What if four become three?

Posted on

Nick Mathiason in the Guardian notes that:

Britain's financial reporting regulator warns that one of the big four firms dominating the accountancy profession could exit audit work in a move that would cause chaos to businesses throughout the world.

The Financial Reporting Council's chief executive, Paul Boyle said it was conceivable that litigation linked to the banking crisis could force one of KPMG, PricewaterhouseCoopers, Ernst & Young or Deloitte & Touche out of business.

Francine McKenna, Dennis Howlett, Prem Sikka (of course) and I have been saying so for some time. The article notes Prem’s comments, which are astute as ever.

But what is really worrying is that there seems to be no contingency planning for this. The best they can come up with is a relaxation on partnership rules as if this would allow Tescos (or the like) to raise the capital to enter the audit market and all would be well.

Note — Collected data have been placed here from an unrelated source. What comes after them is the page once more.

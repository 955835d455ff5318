//! Axum router setup for the Foresight RPC Proxy.

use std::sync::Arc;

use alloy_primitives::B256;
use axum::extract::{Path, State};
use axum::http::{header, HeaderMap, StatusCode};
use axum::routing::{delete, get, post};
use axum::{Json, Router};
use chrono::{DateTime, Utc};
use serde::{Deserialize, Serialize};
use tower_http::cors::CorsLayer;
use tower_http::trace::TraceLayer;
use tracing::info;

use crate::confirmation::{ApprovalStatus, ConfirmationError, PendingConfirmation, PendingState, Resolution};
use crate::context::{EngineContext, Mutation};
use crate::rpc::{self, UNKNOWN_WEBSITE};
use crate::simulation::{GovernanceError, GovernanceSimulation, SimulationError};
use crate::types::{JsonRpcRequest, JsonRpcResponse};
use crate::visualize::{visualize_simulator_state, VisualizedSimulatorState};

type ApiError = (StatusCode, Json<ErrorResponse>);

// ── Response types ──────────────────────────────────────────────

#[derive(Debug, Serialize)]
pub struct HealthResponse {
    pub status: String,
    pub chain_id: u64,
    pub anchor_block: u64,
    pub pending_confirmations: usize,
}

#[derive(Debug, Serialize)]
pub struct ErrorResponse {
    pub error: String,
}

/// A pending confirmation as the presentation layer sees it.
#[derive(Debug, Serialize)]
#[serde(rename_all = "camelCase")]
pub struct ConfirmationView {
    pub unique_request_identifier: u64,
    pub method: String,
    pub website: String,
    pub created: DateTime<Utc>,
    pub approval_status: ApprovalStatus,
    pub state: &'static str,
    #[serde(skip_serializing_if = "Option::is_none")]
    pub error: Option<String>,
    #[serde(skip_serializing_if = "Option::is_none")]
    pub simulation: Option<VisualizedSimulatorState>,
}

#[derive(Debug, Deserialize)]
pub struct DecisionRequest {
    pub approve: bool,
}

#[derive(Debug, Serialize)]
pub struct ClosedResponse {
    pub closed: usize,
}

fn api_error(status: StatusCode, message: impl ToString) -> ApiError {
    (
        status,
        Json(ErrorResponse {
            error: message.to_string(),
        }),
    )
}

fn simulation_error(err: SimulationError) -> ApiError {
    let status = match err {
        SimulationError::UnknownTransaction(_) => StatusCode::NOT_FOUND,
        SimulationError::Rpc(_) => StatusCode::BAD_GATEWAY,
        _ => StatusCode::INTERNAL_SERVER_ERROR,
    };
    api_error(status, err.user_message())
}

fn parse_identifier(raw: &str) -> Result<B256, ApiError> {
    raw.parse::<B256>()
        .map_err(|_| api_error(StatusCode::BAD_REQUEST, format!("invalid transaction identifier {raw}")))
}

async fn confirmation_view(ctx: &EngineContext, item: PendingConfirmation) -> ConfirmationView {
    let (error, simulation) = match &item.state {
        PendingState::Simulated { state } => (None, Some(visualize_simulator_state(state, &ctx.metadata).await)),
        PendingState::FailedToSimulate { message } => (Some(message.clone()), None),
        PendingState::Crafting | PendingState::Simulating => (None, None),
    };
    ConfirmationView {
        unique_request_identifier: item.unique_request_identifier,
        method: item.method,
        website: item.website,
        created: item.created,
        approval_status: item.approval_status,
        state: item.state.label(),
        error,
        simulation,
    }
}

// ── Handlers ────────────────────────────────────────────────────

/// POST /: Main JSON-RPC endpoint.
async fn handle_rpc(
    State(ctx): State<Arc<EngineContext>>,
    headers: HeaderMap,
    Json(req): Json<JsonRpcRequest>,
) -> (StatusCode, Json<JsonRpcResponse>) {
    let website = headers
        .get(header::ORIGIN)
        .and_then(|origin| origin.to_str().ok())
        .unwrap_or(UNKNOWN_WEBSITE)
        .to_string();
    let response = rpc::handle_rpc(&ctx, req, &website).await;
    (StatusCode::OK, Json(response))
}

/// GET /confirmations: pending items with their simulation.
async fn list_confirmations(State(ctx): State<Arc<EngineContext>>) -> Json<Vec<ConfirmationView>> {
    let mut views = Vec::new();
    for item in ctx.confirmations.list() {
        views.push(confirmation_view(&ctx, item).await);
    }
    Json(views)
}

/// POST /confirmations/:id: approve or reject one item.
async fn decide_confirmation(
    State(ctx): State<Arc<EngineContext>>,
    Path(id): Path<u64>,
    Json(decision): Json<DecisionRequest>,
) -> Result<StatusCode, ApiError> {
    let resolution = if decision.approve {
        Resolution::Approved
    } else {
        Resolution::Rejected
    };
    match ctx.confirmations.resolve(id, resolution) {
        Ok(()) => Ok(StatusCode::OK),
        Err(err @ ConfirmationError::Unknown(_)) => Err(api_error(StatusCode::NOT_FOUND, err)),
        Err(err @ ConfirmationError::AlreadyResolved(_)) => Err(api_error(StatusCode::CONFLICT, err)),
    }
}

/// DELETE /confirmations: the dialog was closed.
async fn close_confirmations(State(ctx): State<Arc<EngineContext>>) -> Json<ClosedResponse> {
    Json(ClosedResponse {
        closed: ctx.confirmations.close_all(),
    })
}

/// GET /simulation: the current overlay.
async fn get_simulation(State(ctx): State<Arc<EngineContext>>) -> Json<VisualizedSimulatorState> {
    let state = ctx.current_state();
    Json(visualize_simulator_state(&state, &ctx.metadata).await)
}

/// POST /simulation/reset: drop everything from the overlay.
async fn reset_simulation(
    State(ctx): State<Arc<EngineContext>>,
) -> Result<Json<VisualizedSimulatorState>, ApiError> {
    let state = ctx.apply(Mutation::Reset).await.map_err(simulation_error)?;
    info!("Simulation reset");
    Ok(Json(visualize_simulator_state(&state, &ctx.metadata).await))
}

/// DELETE /simulation/transactions/:id: remove one transaction.
async fn remove_transaction(
    State(ctx): State<Arc<EngineContext>>,
    Path(id): Path<String>,
) -> Result<Json<VisualizedSimulatorState>, ApiError> {
    let identifier = parse_identifier(&id)?;
    let state = ctx
        .apply(Mutation::Remove(identifier))
        .await
        .map_err(simulation_error)?;
    Ok(Json(visualize_simulator_state(&state, &ctx.metadata).await))
}

/// POST /simulation/transactions/:id/governance: run the proposal a vote
/// would pass.
async fn simulate_governance(
    State(ctx): State<Arc<EngineContext>>,
    Path(id): Path<String>,
) -> Result<Json<GovernanceSimulation>, ApiError> {
    let identifier = parse_identifier(&id)?;
    match ctx.simulate_governance_vote(identifier).await {
        Ok(simulation) => Ok(Json(simulation)),
        Err(GovernanceError::Simulation(err)) => Err(simulation_error(err)),
        Err(err @ GovernanceError::MissingAbi) => Err(api_error(StatusCode::UNPROCESSABLE_ENTITY, err)),
        Err(err @ GovernanceError::Other(_)) => Err(api_error(StatusCode::BAD_GATEWAY, err)),
    }
}

/// GET /health: Health check endpoint.
async fn health(State(ctx): State<Arc<EngineContext>>) -> Json<HealthResponse> {
    let state = ctx.current_state();
    Json(HealthResponse {
        status: "ok".into(),
        chain_id: state.chain_id,
        anchor_block: state.anchor_block_number,
        pending_confirmations: ctx.confirmations.len(),
    })
}

// ── Router ──────────────────────────────────────────────────────

/// Build the Axum router with the RPC endpoint and the confirmation API.
pub fn build_router(ctx: Arc<EngineContext>) -> Router {
    Router::new()
        .route("/", post(handle_rpc))
        .route("/rpc", post(handle_rpc))
        .route("/confirmations", get(list_confirmations).delete(close_confirmations))
        .route("/confirmations/:id", post(decide_confirmation))
        .route("/simulation", get(get_simulation))
        .route("/simulation/reset", post(reset_simulation))
        .route("/simulation/transactions/:id", delete(remove_transaction))
        .route("/simulation/transactions/:id/governance", post(simulate_governance))
        .route("/health", get(health))
        .layer(TraceLayer::new_for_http())
        .layer(CorsLayer::permissive())
        .with_state(ctx)
}

// ── Tests ───────────────────────────────────────────────────────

This is the ultimate farce of a solution. It has been proven time and again markets cannot self regulator — at least in the absence of strong ethics. Accountancy — at least at the level we are talking about is now an ethics free zone — the firms in question blatantly setting the rules to suiot their own purposes and having strong political agendas — in which case they are wholly unsuited to the task entrusted to them.

Prem is right — we have to look for radically different solutions to his problem. And their nexus exists. Regulators of all sorts rank these companies. HMRC, for example, rank their risk aversion. Financial regulators should be crawling oall over banks.

Like it or not — regulation is the preserve of government and audit is a regulatory function. It is to the public sector that we must look for an audit solution — and the plans need to be in hand now. We really do not have a lot of time before, as even the insiders now seem to agree, one of the Big 4 goes bust — with no guarantee it would not release a domino effect.

But who is doing the contingency planning? No one that I can see — and that’s the really scarey bit.

Anyone want to fund a research project on this?


Thanks for reading this post.
You can share this post on social media of your choice by clicking these icons:

You can subscribe to this blog's daily email here.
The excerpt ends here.